The Biden administration on Sunday activated the Civil Reserve Air Fleet to evacuate people from Afghanistan, although the flights will not directly head to the beleaguered South Asian nation.

Defense Secretary Lloyd Austin, according to a Pentagon news release, activated the fleet and is asking U.S. airlines and charter carriers to take Americans, Afghans who worked with the U.S. government, and other “at-risk individuals” to other locations.

“The current activation is for 18 aircraft: three each from American Airlines, Atlas Air, Delta Air Lines, and Omni Air; two from Hawaiian Airlines; and four from United Airlines,” said the news release. “The Department does not anticipate a major impact to commercial flights from this activation.”

But it noted that Civil Reserve Air Fleet (CRAF) aircraft won’t fly to the Kabul airport, where thousands of U.S. troops are still stationed in a chaotic and desperate attempt to evacuate tens of thousands of people from Afghanistan a week after the Taliban extremist group took over.

Afghan refugees and workers will be taken to “temporary safe havens” via the CRAF planes, said the Defense Department, which added that it’s the third activation of the CRAF in its nearly 70-year history of existence. The first occurred during the 1991 Persian Gulf War in Iraq and the second took place in 2002 and 2003 during the second Iraq war.

“CRAF activation provides the Department of Defense access to commercial air mobility resources to augment our support to the Department of State in the evacuation of U.S. citizens and personnel, Special Immigrant Visa applicants, and other at-risk individuals from Afghanistan,” Pentagon press secretary John Kirby said in a statement.

After President Joe Biden announced the withdrawal of American forces from Afghanistan, it has been beset by chaos. Thousands upon thousands of people—fearful for their lives—flooded Kabul airport, with some even grabbing hold of military C-17 planes before dropping to their deaths.

Kabul airport
Crowds are seen near the airport in Kabul, Afghanistan, on Aug. 19, 2021. (Satellite Image 2021 Maxar Technologies/Handout via Reuters)
Two civilians during processing through an Evacuee Control Checkpoint during an evacuation at Hamid Karzai International Airport, in Kabul, Afghanistan, on Aug. 18, 2021. (Staff Sgt. Victor Mancilla/U.S. Marine Corps via AP)

The Biden administration, meanwhile, has taken significant criticism from members of Congress, the media, and world leaders, who have accused the president of botching the withdrawal. Biden has also taken flack for taking vacations in Delaware and Camp David during the fracas and has also been accused of providing inaccurate or incomplete information during his speeches at the White House about whether Americans are having difficulty getting to the Kabul airport.

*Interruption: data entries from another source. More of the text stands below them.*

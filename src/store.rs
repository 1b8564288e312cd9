//! Relational store behind the exporter.
//!
//! [`TableStore`] is the seam: the pipeline only ever asks a store to write a
//! whole dataframe to a named table under a [`WriteMode`]. [`PgStore`] is the
//! production PostgreSQL implementation; [`MemoryStore`] keeps tables in
//! process with the same write-mode rules.

use crate::config::StoreSettings;
use crate::error::{IngestError, Result, ResultExt as _};
use polars::prelude::*;
use sqlx::postgres::PgConnection;
use sqlx::Connection as _;
use std::cell::RefCell;
use std::collections::BTreeMap;
use std::fmt;

/// Rows serialised per `COPY` chunk.
const COPY_CHUNK_ROWS: usize = 10_000;

/// How a write treats a table that already exists.
#[derive(Debug, Clone, Copy, PartialEq, Eq)]
pub enum WriteMode {
    /// Create the table; fail if it already exists.
    CreateOrFail,
    /// Create the table if absent, then append rows.
    Append,
}

impl fmt::Display for WriteMode {
    fn fmt(&self, f: &mut fmt::Formatter<'_>) -> fmt::Result {
        match self {
            Self::CreateOrFail => write!(f, "fail"),
            Self::Append => write!(f, "append"),
        }
    }
}

pub trait TableStore {
    /// Write every row of `df` to `table`.
    ///
    /// # Errors
    ///
    /// Returns error if the store is unreachable, the table exists under
    /// [`WriteMode::CreateOrFail`], or the rows are rejected.
    fn write_table(&self, table: &str, df: &DataFrame, mode: WriteMode) -> Result<()>;

    /// Human-readable location for log lines.
    fn describe(&self) -> String;
}

/// PostgreSQL store. Each write opens and closes its own connection.
pub struct PgStore {
    settings: StoreSettings,
    runtime: tokio::runtime::Runtime,
}

impl PgStore {
    /// # Errors
    ///
    /// Returns error if the driver runtime cannot be started.
    pub fn new(settings: StoreSettings) -> Result<Self> {
        let runtime = tokio::runtime::Builder::new_current_thread()
            .enable_all()
            .build()
            .context("Failed to start database runtime")?;
        Ok(Self { settings, runtime })
    }

    async fn push_dataframe(&self, table: &str, df: &DataFrame, mode: WriteMode) -> Result<()> {
        let options = self.settings.connect_options()?;
        let mut conn = PgConnection::connect_with(&options)
            .await
            .with_context(|| format!("Failed to connect to {}", self.settings.describe()))?;

        let identifier = quote_identifier(table);
        let create_table_query = create_table_sql(&identifier, df, mode);

        sqlx::query(&create_table_query)
            .execute(&mut conn)
            .await
            .with_context(|| format!("Failed to create table {identifier}"))?;

        let height = df.height();
        if height > 0 && df.width() > 0 {
            let mut writer = conn
                .copy_in_raw(&format!(
                    "COPY {identifier} FROM STDIN WITH (FORMAT csv, NULL '')"
                ))
                .await
                .context("Failed to initiate COPY command")?;

            for offset in (0..height).step_by(COPY_CHUNK_ROWS) {
                let len = COPY_CHUNK_ROWS.min(height - offset);
                let mut chunk = df.slice(i64::try_from(offset).unwrap_or(i64::MAX), len);

                let mut buf = Vec::new();
                CsvWriter::new(&mut buf)
                    .include_header(false)
                    .with_separator(b',')
                    .with_null_value(String::new())
                    .finish(&mut chunk)
                    .context("Failed to serialize dataframe chunk to CSV")?;

                writer
                    .send(buf)
                    .await
                    .context("Failed to send data chunk via COPY")?;
            }

            let rows = writer
                .finish()
                .await
                .context("Failed to finish COPY command")?;
            tracing::debug!("Copied {rows} rows into {identifier}");
        }

        conn.close().await?;
        Ok(())
    }
}

impl TableStore for PgStore {
    fn write_table(&self, table: &str, df: &DataFrame, mode: WriteMode) -> Result<()> {
        self.runtime.block_on(self.push_dataframe(table, df, mode))
    }

    fn describe(&self) -> String {
        self.settings.describe()
    }
}

fn quote_identifier(name: &str) -> String {
    format!("\"{}\"", name.replace('"', "\"\""))
}

/// `CREATE TABLE` statement for `df`, typed from its polars schema.
fn create_table_sql(identifier: &str, df: &DataFrame, mode: WriteMode) -> String {
    let column_definitions = df
        .schema()
        .iter()
        .map(|(name, dtype)| format!("{} {}", quote_identifier(name), sql_type(dtype)))
        .collect::<Vec<_>>()
        .join(", ");

    match mode {
        WriteMode::CreateOrFail => format!("CREATE TABLE {identifier} ({column_definitions})"),
        WriteMode::Append => {
            format!("CREATE TABLE IF NOT EXISTS {identifier} ({column_definitions})")
        }
    }
}

fn sql_type(dtype: &DataType) -> &'static str {
    match dtype {
        DataType::Int8
        | DataType::Int16
        | DataType::Int32
        | DataType::Int64
        | DataType::UInt8
        | DataType::UInt16
        | DataType::UInt32
        | DataType::UInt64 => "BIGINT",
        DataType::Float32 | DataType::Float64 => "DOUBLE PRECISION",
        DataType::Boolean => "BOOLEAN",
        DataType::Date => "DATE",
        DataType::Datetime(_, _) => "TIMESTAMPTZ",
        _ => "TEXT",
    }
}

/// In-process store with the same write-mode rules as the database.
///
/// `failing()` builds a store that rejects every write, standing in for an
/// unreachable server.
#[derive(Debug, Default)]
pub struct MemoryStore {
    tables: RefCell<BTreeMap<String, DataFrame>>,
    fail_writes: bool,
}

impl MemoryStore {
    pub fn new() -> Self {
        Self::default()
    }

    pub fn failing() -> Self {
        Self {
            fail_writes: true,
            ..Self::default()
        }
    }

    /// Copy of a stored table.
    pub fn table(&self, name: &str) -> Option<DataFrame> {
        self.tables.borrow().get(name).cloned()
    }

    pub fn table_names(&self) -> Vec<String> {
        self.tables.borrow().keys().cloned().collect()
    }
}

impl TableStore for MemoryStore {
    fn write_table(&self, table: &str, df: &DataFrame, mode: WriteMode) -> Result<()> {
        if self.fail_writes {
            return Err(IngestError::Database(format!(
                "connection refused while writing {table}"
            )));
        }

        let mut tables = self.tables.borrow_mut();
        if let Some(existing) = tables.get_mut(table) {
            return match mode {
                WriteMode::CreateOrFail => Err(IngestError::Database(format!(
                    "Table '{table}' already exists."
                ))),
                WriteMode::Append => {
                    existing.vstack_mut(df)?;
                    Ok(())
                }
            };
        }

        tables.insert(table.to_owned(), df.clone());
        Ok(())
    }

    fn describe(&self) -> String {
        "memory".to_owned()
    }
}

#[cfg(test)]
mod tests {
    use super::*;

    #[test]
    fn test_create_table_sql_by_mode() -> Result<()> {
        let df = df!("Learner Email" => &["a@x.org"], "Score" => &[3_i64])?;

        assert_eq!(
            create_table_sql("\"zClassData\"", &df, WriteMode::CreateOrFail),
            "CREATE TABLE \"zClassData\" (\"Learner Email\" TEXT, \"Score\" BIGINT)"
        );
        assert!(
            create_table_sql("\"ExecutionLogs\"", &df, WriteMode::Append)
                .starts_with("CREATE TABLE IF NOT EXISTS \"ExecutionLogs\" (")
        );
        Ok(())
    }

    #[test]
    fn test_quote_identifier_escapes_quotes() {
        assert_eq!(quote_identifier("odd\"name"), "\"odd\"\"name\"");
    }

    #[test]
    fn test_memory_store_write_modes() -> Result<()> {
        let store = MemoryStore::new();
        let df = df!("a" => &["1", "2"])?;

        store.write_table("t", &df, WriteMode::CreateOrFail)?;
        assert!(store.write_table("t", &df, WriteMode::CreateOrFail).is_err());

        store.write_table("t", &df, WriteMode::Append)?;
        store.write_table("logs", &df, WriteMode::Append)?;

        assert_eq!(store.table("t").map(|t| t.height()), Some(4));
        assert_eq!(store.table_names(), vec!["logs".to_owned(), "t".to_owned()]);
        Ok(())
    }

    #[test]
    fn test_failing_store_rejects_writes() -> Result<()> {
        let store = MemoryStore::failing();
        let df = df!("a" => &["1"])?;

        assert!(store.write_table("t", &df, WriteMode::Append).is_err());
        assert!(store.table("t").is_none());
        Ok(())
    }
}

Outside the airport, meanwhile, at least seven people were killed as crowds stampeded into the facility, said the UK military on Sunday. There was significant chaos on Saturday as well, with reporters on the ground saying that British and other U.S. troops in full gear attempted to control the crowds.

“Conditions on the ground remain extremely challenging but we are doing everything we can to manage the situation as safely and securely as possible,” the UK Defense Ministry said in a statement.

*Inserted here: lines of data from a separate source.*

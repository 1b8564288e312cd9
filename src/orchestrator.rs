//! One ingestion run: check the directories, dispatch the requested
//! provider, then export the execution log.
//!
//! Only a missing download directory (or an archive directory that cannot be
//! created) ends the run early. Every other problem is logged and the run
//! continues to the log export.

use crate::config::Settings;
use crate::error::{IngestError, Result};
use crate::export::{ExportRecord, Exporter, export_log};
use crate::providers::{Provider, RunContext, VendorReport};
use crate::store::TableStore;
use std::path::PathBuf;

/// What a run did, in order.
#[derive(Debug, Clone, Default)]
pub struct RunSummary {
    /// Provider whose path ran, if any.
    pub dispatched: Option<Provider>,
    /// Whether that path ran to the end.
    pub completed: bool,
    pub exports: Vec<ExportRecord>,
    pub archived: Vec<PathBuf>,
    /// Whether the execution log reached the store.
    pub log_exported: bool,
}

impl RunSummary {
    fn record(&mut self, report: VendorReport) {
        self.exports.extend(report.exports);
        self.archived.extend(report.archived);
    }

    pub fn failed_exports(&self) -> usize {
        self.exports.iter().filter(|e| !e.succeeded).count()
    }
}

/// Run the pipeline for `provider` against `store`.
///
/// # Errors
///
/// Returns [`IngestError::Config`] if the download directory does not exist
/// or the archive directory cannot be created. The log is not exported in
/// that case.
pub fn run(
    settings: &Settings,
    provider: Option<&str>,
    store: &dyn TableStore,
) -> Result<RunSummary> {
    tracing::info!("Executing provider ingestion");

    let exporter = Exporter::new(store);
    let mut summary = RunSummary::default();

    if let Some(name) = validate(settings, provider)? {
        dispatch(settings, name, &exporter, &mut summary);
    }

    summary.log_exported = export_log(&exporter, &settings.log.file);

    tracing::debug!(
        "Run finished: {} exports ({} failed), {} archived",
        summary.exports.len(),
        summary.failed_exports(),
        summary.archived.len()
    );
    Ok(summary)
}

/// Check the preconditions for dispatch.
///
/// `Ok(None)` means the run goes straight to the log export.
fn validate<'a>(settings: &Settings, provider: Option<&'a str>) -> Result<Option<&'a str>> {
    let download_dir = &settings.download_dir;
    if !download_dir.is_dir() {
        tracing::warn!("A valid path to a Download folder is required.");
        return Err(IngestError::Config(format!(
            "The folder does not exist at path: {}",
            download_dir.display()
        )));
    }

    if std::fs::read_dir(download_dir)?.next().is_none() {
        tracing::warn!("Download Directory is empty");
        return Ok(None);
    }

    if !settings.archive_dir.is_dir() {
        std::fs::create_dir_all(&settings.archive_dir).map_err(|e| {
            IngestError::Config(format!(
                "Archive directory {} cannot be created: {e}",
                settings.archive_dir.display()
            ))
        })?;
        tracing::info!(
            "Created Archive Directory at: {}",
            settings.archive_dir.display()
        );
    }

    let Some(name) = provider else {
        tracing::warn!("Please enter an input argument");
        return Ok(None);
    };

    if !settings.allows(name) {
        tracing::warn!("Please enter value of valid parser.");
        return Ok(None);
    }

    Ok(Some(name))
}

fn dispatch(settings: &Settings, name: &str, exporter: &Exporter<'_>, summary: &mut RunSummary) {
    tracing::info!("{name} parameter calling parser");

    // The allow-list admits substrings; the handler table does not.
    let Some(provider) = Provider::from_name(name) else {
        tracing::warn!("No ingestion path is registered for '{name}'");
        return;
    };

    let ctx = RunContext {
        download_dir: &settings.download_dir,
        archive_dir: &settings.archive_dir,
        exporter,
    };
    let mut report = VendorReport::default();
    let outcome = provider.run(&ctx, &mut report);

    summary.dispatched = Some(provider);
    summary.record(report);

    match outcome {
        Ok(()) => {
            summary.completed = true;
            tracing::info!("Executed {name} parser successfully");
        }
        Err(e @ IngestError::MissingArtifact(_)) => {
            tracing::error!("{e}");
            tracing::info!("{}", provider.missing_artifact_hint());
        }
        Err(e) => {
            tracing::error!("{name} ingestion aborted: {e}");
        }
    }
}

Currently, at least 10,000 Americans are estimated to remain in the country, although Kirby and other administration officials have acknowledged that they aren’t sure of the exact figure.

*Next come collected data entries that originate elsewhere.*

//! Error taxonomy for the ingestion run.
//!
//! Only [`IngestError::Config`] is allowed to end the process. Everything else
//! is caught at the narrowest boundary that can still make progress:
//!
//! - [`IngestError::MissingArtifact`] aborts the current provider path only.
//! - [`IngestError::StructuralMismatch`] skips a single Cisco course file.
//! - [`IngestError::Export`] is reported by the exporter as a failed write.
//!
//! ```
//! use provider_ingest::error::IngestError;
//!
//! fn is_fatal(err: &IngestError) -> bool {
//!     matches!(err, IngestError::Config(_))
//! }
//!
//! assert!(is_fatal(&IngestError::Config("LOGFILE is blank".to_owned())));
//! assert!(!is_fatal(&IngestError::MissingArtifact("usage-report.csv".to_owned())));
//! ```

use std::fmt;

/// Main error type for ingestion operations.
#[derive(Debug)]
pub enum IngestError {
    /// A required setting is blank, unset or unusable.
    Config(String),

    /// An expected file or folder is absent from the download directory.
    MissingArtifact(String),

    /// A dataset does not have the shape its fixed schema requires.
    StructuralMismatch(String),

    /// The store rejected a write or could not be reached.
    Export(String),

    /// I/O errors (listing, moving, reading files)
    Io(std::io::Error),

    /// Dataframe errors raised by polars
    DataProcessing(String),

    /// Errors raised by the database driver
    Database(String),

    /// Generic error with context
    Other(String),
}

impl fmt::Display for IngestError {
    fn fmt(&self, f: &mut fmt::Formatter<'_>) -> fmt::Result {
        match self {
            Self::Config(msg) => write!(f, "Configuration error: {msg}"),
            Self::MissingArtifact(name) => {
                write!(f, "The file does not exist in download directory: {name}")
            }
            Self::StructuralMismatch(msg) => write!(f, "Structural mismatch: {msg}"),
            Self::Export(msg) => write!(f, "Export error: {msg}"),
            Self::Io(e) => write!(f, "I/O error: {e}"),
            Self::DataProcessing(msg) => write!(f, "Data processing error: {msg}"),
            Self::Database(msg) => write!(f, "Database error: {msg}"),
            Self::Other(msg) => write!(f, "{msg}"),
        }
    }
}

impl std::error::Error for IngestError {
    fn source(&self) -> Option<&(dyn std::error::Error + 'static)> {
        match self {
            Self::Io(e) => Some(e),
            _ => None,
        }
    }
}

impl From<std::io::Error> for IngestError {
    fn from(err: std::io::Error) -> Self {
        Self::Io(err)
    }
}

impl From<polars::error::PolarsError> for IngestError {
    fn from(err: polars::error::PolarsError) -> Self {
        Self::DataProcessing(err.to_string())
    }
}

impl From<sqlx::Error> for IngestError {
    fn from(err: sqlx::Error) -> Self {
        Self::Database(err.to_string())
    }
}

impl From<calamine::Error> for IngestError {
    fn from(err: calamine::Error) -> Self {
        Self::DataProcessing(format!("spreadsheet: {err}"))
    }
}

/// Result type alias for ingestion operations.
pub type Result<T> = std::result::Result<T, IngestError>;

/// Extension trait to add context to results.
pub trait ResultExt<T> {
    /// Add context to an error.
    fn context(self, msg: impl Into<String>) -> Result<T>;

    /// Add context using a closure (lazy evaluation).
    fn with_context<F>(self, f: F) -> Result<T>
    where
        F: FnOnce() -> String;
}

impl<T, E> ResultExt<T> for std::result::Result<T, E>
where
    E: Into<IngestError>,
{
    fn context(self, msg: impl Into<String>) -> Result<T> {
        self.map_err(|e| {
            let err: IngestError = e.into();
            IngestError::Other(format!("{}: {}", msg.into(), err))
        })
    }

    fn with_context<F>(self, f: F) -> Result<T>
    where
        F: FnOnce() -> String,
    {
        self.map_err(|e| {
            let err: IngestError = e.into();
            IngestError::Other(format!("{}: {}", f(), err))
        })
    }
}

Amir Khan Motaqi, chief of the Taliban’s guidance council, criticized the United States over the Kabul airport situation, claiming the United States is exacerbating the problem, although Taliban members outside the airport have reportedly attacked people trying to enter, or have even shot at them.

“All Afghanistan is secure, but the airport which is managed by the Americans has anarchy,” he said. “The U.S. should not defame itself, should not embarrass itself to the world, and should not give this mentality to our people that [the Taliban] are a kind of enemy.”

The Taliban is considered by the Office of the Director of National Intelligence and other world governments to be a terrorist group. Last week, Amnesty International reported that the Taliban brutally tortured and killed members of the Hazara group in another province.